[DATA EXCERPTS]

impl<'g> Synthesizer<'g> {
    /// Return the descriptor name for `type_name` projected by `tree`,
    /// synthesizing it unless an identical one exists.
    fn descriptor_for(
        &mut self,
        name: String,
        type_name: &'g str,
        tree: &PathTree,
        trail: &str,
    ) -> Result<String> {
        let origin = self.unwrap_aliases(type_name)?;

        let mut candidate = name.clone();
        let mut suffix = 1;
        loop {
            match self.memo.get(&candidate) {
                Some((seen_origin, seen_tree)) if seen_origin == origin && seen_tree == tree => {
                    return Ok(candidate);
                }
                Some(_) => {
                    suffix += 1;
                    candidate = format!("{name}{suffix}");
                }
                None => break,
            }
        }
        if candidate != name {
            warn!(
                context = "sparse_synthesis",
                request = %self.plan.name,
                descriptor = %name,
                renamed = %candidate,
                "Descriptor name reached with a different projection, renamed"
            );
            self.plan.diagnostics.push(Diagnostic::new(
                DiagnosticKind::RenamedDescriptor,
                &name,
                format!("projection of '{origin}' at '{trail}' renamed to '{candidate}'"),
            ));
        }
        self.memo
            .insert(candidate.clone(), (origin.to_string(), tree.clone()));

        let shape = match self.graph.node(origin)? {
            TypeNode::Struct { fields } => {
                let mut sparse_fields = Vec::with_capacity(fields.len());
                for field in fields {
                    let action = match tree.get(&field.name) {
                        None => FieldAction::Skip,
                        Some(node) => {
                            let nested = format!(
                                "{}_{origin}_{}",
                                self.plan.name,
                                camelize(&field.name)
                            );
                            self.member_action(
                                nested,
                                &field.field_type,
                                node,
                                &join(trail, &field.name),
                                origin,
                            )?
                        }
                    };
                    sparse_fields.push(SparseField {
                        name: field.name.clone(),
                        field_type: field.field_type.clone(),
                        action,
                    });
                }
                self.report_unknown(tree, trail, origin, |key| {
                    fields.iter().any(|f| f.name == key)
                });
                SparseShape::Struct {
                    fields: sparse_fields,
                }
            }
            TypeNode::Union { discriminant, arms } => {
                let mut sparse_arms = Vec::with_capacity(arms.len());
                for arm in arms {
                    let label = arm.label();
                    let path = join(trail, &label);
                    let action = match (tree.get(&label), &arm.payload) {
                        (None, Some(_)) => ArmAction::Skip,
                        (None, None) | (Some(PathNode::Leaf { .. }), None) => ArmAction::Void,
                        (Some(PathNode::Branch { .. }), None) => {
                            self.unresolved(&path, origin, format!("case '{label}' is void"));
                            ArmAction::Void
                        }
                        (Some(node), Some(payload)) => {
                            let nested = format!("{}_{label}", self.plan.name);
                            match self.member_action(nested, payload, node, &path, origin)? {
                                FieldAction::Extract => ArmAction::Extract,
                                FieldAction::Recurse { target, traversal } => {
                                    ArmAction::Recurse { target, traversal }
                                }
                                FieldAction::Skip => ArmAction::Skip,
                            }
                        }
                    };
                    sparse_arms.push(SparseArm {
                        arm: arm.clone(),
                        action,
                    });
                }
                self.report_unknown(tree, trail, origin, |key| {
                    arms.iter().any(|a| a.label() == key)
                });
                SparseShape::Union {
                    discriminant: discriminant.clone(),
                    arms: sparse_arms,
                }
            }
            TypeNode::Enum { .. } => {
                self.enum_traversal(trail, origin);
                SparseShape::Alias {
                    underlying: FieldType::named(origin),
                    action: FieldAction::Extract,
                }
            }
            TypeNode::Typedef { underlying } => {
                // Typedef of an array, optional or scalar.
                let action = match self.reach(underlying)? {
                    Reach::Composite {
                        type_name,
                        traversal,
                    } => {
                        if traversal.is_array() {
                            self.implicit_array(trail, origin);
                        }
                        let nested = format!("{}_{origin}_{type_name}", self.plan.name);
                        let target = self.descriptor_for(nested, type_name, tree, trail)?;
                        FieldAction::Recurse { target, traversal }
                    }
                    Reach::Enum { .. } => {
                        if !tree.is_empty() {
                            self.enum_traversal(trail, origin);
                        }
                        FieldAction::Extract
                    }
                    Reach::Scalar => {
                        self.report_unknown(tree, trail, origin, |_| false);
                        FieldAction::Extract
                    }
                };
                SparseShape::Alias {
                    underlying: underlying.clone(),
                    action,
                }
            }
        };

        self.plan.add(SparseTypeDescriptor {
            name: candidate.clone(),
            origin: origin.to_string(),
            shape,
        })?;
        Ok(candidate)
    }

    /// Decide the action for a field or arm payload named in the tree.
    fn member_action(
        &mut self,
        nested: String,
        field_type: &'g FieldType,
        node: &PathNode,
        path: &str,
        owner: &str,
    ) -> Result<FieldAction> {
        let children = match node {
            PathNode::Leaf { .. } => return Ok(FieldAction::Extract),
            PathNode::Branch { children, .. } => children,
        };
        match self.reach(field_type)? {
            Reach::Composite {
                type_name,
                traversal,
            } => {
                if traversal.is_array() && !node.array_traversal() {
                    self.implicit_array(path, owner);
                } else if !traversal.is_array() && node.array_traversal() {
                    debug!(
                        context = "sparse_synthesis",
                        path = %path,
                        "Array marker on a non-array member ignored"
                    );
                }
                let target = self.descriptor_for(nested, type_name, children, path)?;
                Ok(FieldAction::Recurse { target, traversal })
            }
            Reach::Enum { type_name } => {
                self.enum_traversal(path, type_name);
                Ok(FieldAction::Extract)
            }
            Reach::Scalar => {
                self.unresolved(
                    path,
                    owner,
                    format!("member of type '{field_type}' has no nested fields"),
                );
                Ok(FieldAction::Skip)
            }
        }
    }

    /// Follow typedefs and container wrappers down to a named type.
    fn reach(&self, field_type: &'g FieldType) -> Result<Reach<'g>> {
        Ok(match self.graph.resolve(field_type)? {
            FieldType::Named(name) => match self.graph.node(name)? {
                TypeNode::Enum { .. } => Reach::Enum { type_name: name },
                _ => Reach::Composite {
                    type_name: name,
                    traversal: Traversal::Direct,
                },
            },
            FieldType::Optional(inner) => self.wrap(inner, |t| Traversal::Optional(Box::new(t)))?,
            FieldType::Array { element, size } => self.wrap(element, |t| Traversal::FixedArray {
                size: *size,
                element: Box::new(t),
            })?,
            FieldType::VarArray { element, max } => self.wrap(element, |t| Traversal::VarArray {
                max: *max,
                element: Box::new(t),
            })?,
            _ => Reach::Scalar,
        })
    }

    fn wrap(
        &self,
        inner: &'g FieldType,
        wrap: impl FnOnce(Traversal) -> Traversal,
    ) -> Result<Reach<'g>> {
        Ok(match self.reach(inner)? {
            Reach::Composite {
                type_name,
                traversal,
            } => Reach::Composite {
                type_name,
                traversal: wrap(traversal),
            },
            other => other,
        })
    }

    /// Follow typedefs whose underlying type is a plain name.
    fn unwrap_aliases(&self, type_name: &'g str) -> Result<&'g str> {
        let mut current = type_name;
        for _ in 0..=self.graph.len() {
            match self.graph.node(current)? {
                TypeNode::Typedef {
                    underlying: FieldType::Named(next),
                } => current = next,
                _ => return Ok(current),
            }
        }
        Err(CodecError::invalid_schema(
            type_name,
            "typedef chain refers back to itself",
        ))
    }

    fn report_unknown(
        &mut self,
        tree: &PathTree,
        trail: &str,
        origin: &str,
        known: impl Fn(&str) -> bool,
    ) {
        let unknown: Vec<String> = tree
            .iter()
            .filter(|&(key, _)| !known(key))
            .map(|(key, _)| key.to_string())
            .collect();
        for key in unknown {
            self.unresolved(
                &join(trail, &key),
                origin,
                format!("'{key}' is not a member of '{origin}'"),
            );
        }
    }

    fn unresolved(&mut self, path: &str, type_name: &str, reason: String) {
        let error = CodecError::unresolved_path(path, type_name, reason);
        warn!(
            context = "sparse_synthesis",
            request = %self.plan.name,
            error = %error,
            "Sparse path does not resolve, branch skipped"
        );
        self.plan.diagnostics.push(Diagnostic::new(
            DiagnosticKind::UnresolvedPath,
            format!("{}: {path}", self.plan.name),
            error.to_string(),
        ));
    }

    fn enum_traversal(&mut self, path: &str, enum_name: &str) {
        warn!(
            context = "sparse_synthesis",
            request = %self.plan.name,
            path = %path,
            type_name = %enum_name,
            "Sparse path leads into an enum, extracting the whole value"
        );
        self.plan.diagnostics.push(Diagnostic::new(
            DiagnosticKind::EnumTraversal,
            format!("{}: {path}", self.plan.name),
            format!("'{enum_name}' is an enum; extracting the whole value"),
        ));
    }

    fn implicit_array(&mut self, path: &str, owner: &str) {
        warn!(
            context = "sparse_synthesis",
            request = %self.plan.name,
            path = %path,
            type_name = %owner,
            "Array traversed without the [] marker"
        );
        self.plan.diagnostics.push(Diagnostic::new(
            DiagnosticKind::ImplicitArrayTraversal,
            format!("{}: {path}", self.plan.name),
            "array traversed without the [] marker",
        ));
    }
}

fn join(trail: &str, segment: &str) -> String {
    if trail.is_empty() {
        segment.to_string()
    } else {
        format!("{trail}.{segment}")
    }
}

[/DATA EXCERPTS]

HOW TO COMPLETE THIS TASK: Nothing but a number should be given: the count of lines above in which the word "graph" occurs.

RESPONSE TO THE EXERCISE: 5